News:

MASM32 SDK Description, downloads and other helpful links
MASM32.com New Forum Link
masmforum WebSite

Gigabit integer add optimization

Started by jnm2, February 15, 2012, 03:50:31 PM

Previous topic - Next topic

qWord

my suggestion would be:
CHUNK_INFO struct
    pChunkA     PVOID   ? ; in , destination
    pChunkB     PVOID   ? ; in , source
    n           DWORD   ? ; in , number of QWORDs
    carry       DWORD   ? ; in/out  , 0 or 1
CHUNK_INFO ends


; thread procedure
BlockAdd proc pChunkInfo:ptr CHUNK_INFO
   
    mov rbx,pChunkInfo
    mov ecx,[rbx].CHUNK_INFO.n
    mov rdi,[rbx].CHUNK_INFO.pChunkA
    mov rsi,[rbx].CHUNK_INFO.pChunkB
    shr ecx,3
    mov edx,[rbx].CHUNK_INFO.carry
    align 16
@@:
    mov r8 ,[rsi+0*8]
    mov r9 ,[rsi+1*8]
    mov r10,[rsi+2*8]
    mov r11,[rsi+3*8]
    mov r12,[rsi+4*8]
    mov r13,[rsi+5*8]
    mov r14,[rsi+6*8]
    mov r15,[rsi+7*8]
    lea rsi,[rsi+8*8]
    add r8,rdx
    mov rdx,0
    adc [rdi+0*8],r8
    adc [rdi+1*8],r9
    adc [rdi+2*8],r10
    adc [rdi+3*8],r11
    adc [rdi+4*8],r12
    adc [rdi+5*8],r13
    adc [rdi+6*8],r14
    adc [rdi+7*8],r15
    adc rdx,0
    lea rdi,[rdi+8*8]
   
    ; this loop could be unrolled several times ...
   
    dec ecx
    jnz @B
   
    mov [rbx].CHUNK_INFO.carry,edx
   
    mov rax,1
    ret
   
BlockAdd endp

The structure is filled before calling CreateThread() with the needed addresses.
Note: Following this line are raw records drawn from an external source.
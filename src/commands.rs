use anyhow::{Context, Result};
use std::path::{Path, PathBuf};
use std::str::FromStr;
use tracing::info;

use crate::chunking::ConversationTurn;
use crate::config::Config;
use crate::database::models::{SourceFilter, SourceType};
use crate::service::RecallService;

/// Directory holding config.toml and the store, unless overridden.
#[inline]
pub fn get_config_dir() -> Result<PathBuf> {
    let dir = dirs::config_dir()
        .context("Failed to determine user config directory")?
        .join("chat-recall");
    Ok(dir)
}

async fn open_service(config_dir: Option<PathBuf>) -> Result<RecallService> {
    let config_dir = match config_dir {
        Some(dir) => dir,
        None => get_config_dir()?,
    };
    let config = Config::load(&config_dir)?;
    RecallService::new(config).await
}

/// Print the effective configuration as TOML.
#[inline]
pub fn show_config(config_dir: Option<PathBuf>) -> Result<()> {
    let config_dir = match config_dir {
        Some(dir) => dir,
        None => get_config_dir()?,
    };
    let config = Config::load(&config_dir)?;

    let rendered = toml::to_string_pretty(&config).context("Failed to render configuration")?;
    println!("# {}", config_dir.join("config.toml").display());
    print!("{rendered}");
    Ok(())
}

/// Write the default configuration file if none exists yet.
#[inline]
pub fn init_config(config_dir: Option<PathBuf>) -> Result<()> {
    let config_dir = match config_dir {
        Some(dir) => dir,
        None => get_config_dir()?,
    };
    let config_path = config_dir.join("config.toml");

    if config_path.exists() {
        println!("Configuration already exists: {}", config_path.display());
        return Ok(());
    }

    let config = Config {
        base_dir: config_dir,
        ..Config::default()
    };
    config.save()?;

    println!("Wrote default configuration: {}", config_path.display());
    println!("Set RECALL_API_KEY (or [provider].api_key) before indexing.");
    Ok(())
}

/// Index a conversation export: a JSON array of turns.
#[inline]
pub async fn index_file(
    path: &Path,
    conversation_id: Option<String>,
    config_dir: Option<PathBuf>,
) -> Result<()> {
    let content = std::fs::read_to_string(path)
        .with_context(|| format!("Failed to read conversation file: {}", path.display()))?;
    let turns: Vec<ConversationTurn> = serde_json::from_str(&content)
        .with_context(|| format!("Failed to parse conversation file: {}", path.display()))?;

    let conversation_id = conversation_id.unwrap_or_else(|| {
        path.file_stem()
            .map(|stem| stem.to_string_lossy().into_owned())
            .unwrap_or_else(|| "conversation".to_string())
    });

    info!(
        "Indexing {} turns as conversation '{}'",
        turns.len(),
        conversation_id
    );

    let service = open_service(config_dir).await?;
    let outcome = service.index_conversation(&conversation_id, &turns).await?;

    println!("Indexed conversation '{conversation_id}'");
    println!("  Chunks stored: {}", outcome.indexed);
    println!("  Chunks skipped: {}", outcome.skipped);
    Ok(())
}

/// Run a hybrid search and print the ranked results.
#[inline]
pub async fn search(
    query: &str,
    limit: usize,
    source_type: Option<String>,
    config_dir: Option<PathBuf>,
) -> Result<()> {
    let filter = parse_source_type(source_type)?.map(SourceFilter::by_type);

    let service = open_service(config_dir).await?;
    let results = service
        .search_messages(query, limit, filter.as_ref())
        .await?;

    if results.is_empty() {
        println!("No results for '{query}'.");
        return Ok(());
    }

    println!("Results for '{query}' ({} total):", results.len());
    println!();

    for (position, result) in results.iter().enumerate() {
        let percent = (result.relevance * 100.0).round() as i32;
        println!(
            "{}. [{}%] {} '{}' (chunk {})",
            position + 1,
            percent,
            result.document.source_type,
            result.document.source_id,
            result.document.chunk_index
        );
        println!("   {}", preview(&result.document.chunk_text, 160));
    }
    Ok(())
}

/// Assemble and print context for a query.
#[inline]
pub async fn build_context(
    query: &str,
    top_k: Option<usize>,
    conversation: Option<String>,
    language: Option<String>,
    code: bool,
    config_dir: Option<PathBuf>,
) -> Result<()> {
    let service = open_service(config_dir).await?;

    let context = if let Some(conversation_id) = conversation {
        service
            .build_conversation_context(&conversation_id, query)
            .await?
    } else if code || language.is_some() {
        service
            .build_code_context(query, language.as_deref())
            .await?
    } else {
        service.build_context_for_query(query, None, top_k).await?
    };

    if context.is_empty() {
        println!("No relevant context found for '{query}'.");
    } else {
        println!("{context}");
    }
    Ok(())
}

/// Print store totals and session counters.
#[inline]
pub async fn show_stats(config_dir: Option<PathBuf>) -> Result<()> {
    let service = open_service(config_dir).await?;
    let stats = service.get_statistics().await?;

    println!("Store:");
    println!("  Documents: {}", stats.store.documents);
    println!("  Embeddings: {}", stats.store.embeddings);

    if !stats.store.by_source_type.is_empty() {
        println!("  By source type:");
        let mut entries: Vec<_> = stats.store.by_source_type.iter().collect();
        entries.sort();
        for (source_type, count) in entries {
            println!("    {source_type}: {count}");
        }
    }
    Ok(())
}

/// Delete everything indexed from one conversation.
#[inline]
pub async fn delete_conversation(conversation_id: &str, config_dir: Option<PathBuf>) -> Result<()> {
    let service = open_service(config_dir).await?;
    let removed = service.delete_conversation_data(conversation_id).await?;
    println!("Removed {removed} chunks from conversation '{conversation_id}'.");
    Ok(())
}

/// Wipe the store.
#[inline]
pub async fn clear_store(config_dir: Option<PathBuf>) -> Result<()> {
    let service = open_service(config_dir).await?;
    let removed = service.clear_all_data().await?;
    println!("Removed {removed} documents from the store.");
    Ok(())
}

fn parse_source_type(raw: Option<String>) -> Result<Option<SourceType>> {
    raw.map(|value| SourceType::from_str(&value).map_err(|e| anyhow::anyhow!(e)))
        .transpose()
}

fn preview(text: &str, max_chars: usize) -> String {
    let flattened = text.replace('\n', " ");
    if flattened.chars().count() <= max_chars {
        return flattened;
    }
    let mut cut: String = flattened.chars().take(max_chars).collect();
    cut.push_str("...");
    cut
}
Also a possible carry is returned through it.

EDIT: code changed
FPU in a trice: SmplMath
It's that simple!

jj2007

Quote from: jnm2 on February 16, 2012, 01:29:28 AM
PADDQ doesn't do carries.

Valid argument. Now if your data are predictable, you could branch into SSE code if no carry expected (test for bit 63?). Usually the speed gain with SSE2 is considerable...